PTCは、同社のクラウドネイティブなコンピューター支援設計(CAD)および製品データ管理プラットフォームであるOnshapeからNVIDIA Isaac Simへの新たなロボット設計からシミュレーションまでのワークフローを発表した。これにより、FANUC America CorporationやFauna Roboticsなどのエンジニアリングチームが、物理的に正確なデジタルツイン環境内でロボットシステムを設計・検証できる、シームレスなCADからOpenUSDへのブリッジが実現する。
WORKRは、NVIDIA Omniverse ライブラリをWorkrCoreの一部として活用し、自社のAIプラットフォームをABB Robotics 産業用ロボットと統合している。これにより、プログラミングの知識がなくても中小規模メーカーが数分で展開可能なロボットワーカーをトレーニングできる。
サプライチェーンソリューション企業であるKION Groupは、NVIDIAおよびAccentureと提携して自律型倉庫ソリューションの開発を推進している。OmniverseとAccentureが先駆けて開発したフィジカルAI搭載デジタルツインおよびシステムアーキテクチャを活用することで、KIONのエンジニアは大規模で物理的に正確な倉庫デジタルツインを構築して、世界最大の専門契約物流プロバイダーであるGXOのために、NVIDIA Jetsonを搭載した自律型フォークリフトのフリートをトレーニングおよびテストすることが可能になる。
Microsoft AzureとNebiusは、Azure上のFieldAI、Teradyne Robotics、Hexagon Robotics、およびNebius上のRoboForceを含む開発者向けに、スケーラブルなエージェント駆動の合成データ生成を可能にするNVIDIA Physical AI Data Factory ブループリントを統合している。CoreWeaveは、NVIDIA Isaac Labを統合してロボット学習パイプラインを構築している。

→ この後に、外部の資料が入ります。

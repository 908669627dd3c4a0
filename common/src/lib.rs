pub mod config;
pub mod games;
pub mod id_generator;
pub mod identifiers;
pub mod logger;

pub use identifiers::*;
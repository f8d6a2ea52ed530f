//! Dynamic test-case generation and execution
//!
//! A `TestCaseGenerator` produces a list of named test cases at runtime and
//! the `Runner` executes them one by one, reporting each to the registered
//! `RunListener`s as if it were a statically declared test.

pub mod case;
mod exec;
pub mod generator;
pub mod listener;

pub use case::TestCase;
pub use exec::{CaseReport, RunSummary, Runner};
pub use generator::TestCaseGenerator;
pub use listener::{CaseFailure, ConsoleListener, RunListener, TraceListener};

また、Alibaba Cloudは、NVIDIAのフィジカルAIスタック全体を同社のPlatform for AI(PAI)に統合し、エンドツーエンドのロボット開発を加速させている。
ディズニーがNVIDIA Warp フレームワーク上で開発しNewtonに統合したGPU アクセラレーテッド物理シミュレーターであるKaminoは、ディズニーのオラフおよびBDX Droidsのロボットポリシーのトレーニングを可能にする。これにより、Olafは自身の熱管理と衝撃音の低減を学習し、BDX Droidsは複雑な環境をナビゲートできるようになる。GTCの基調講演では、3月29日のディズニーランド・パリでのデビューに先駆けて、ジェンスン・フアン氏のもとにディズニーのオラフが登場した。
スタートアップとオープンソースコミュニティへの支援
4万社以上のメンバーを擁するグローバルなスタートアップインキュベーターであるNVIDIA Inception プログラムを通じて、NVIDIAはロボティクスのパイオニアに、NVIDIAのオープンなフィジカルAIスタックへの専用エントリポイントを提供している。
Bedrock Robotics、Dexterity AI、Flexion、Lightwheel、RIVR、Standard Bots、Vention、World LabsなどのInception メンバーは、技術的ガイダンスと高性能コンピューティングリソースへのアクセスに加えて、ロボティクスエコシステム全体の主要なパートナーや顧客とのつながりを得ることができる。
また、NVIDIAはHugging Faceと協力してIsaacとGR00TをLeRobot オープンソースフレームワークに統合した。これによりNVIDIAのプラットフォームを活用する200万人のロボット開発者とHugging Faceの全世界で1,300万人のAI開発者を結びつけ、オープンソースロボティクスの開発を加速させている。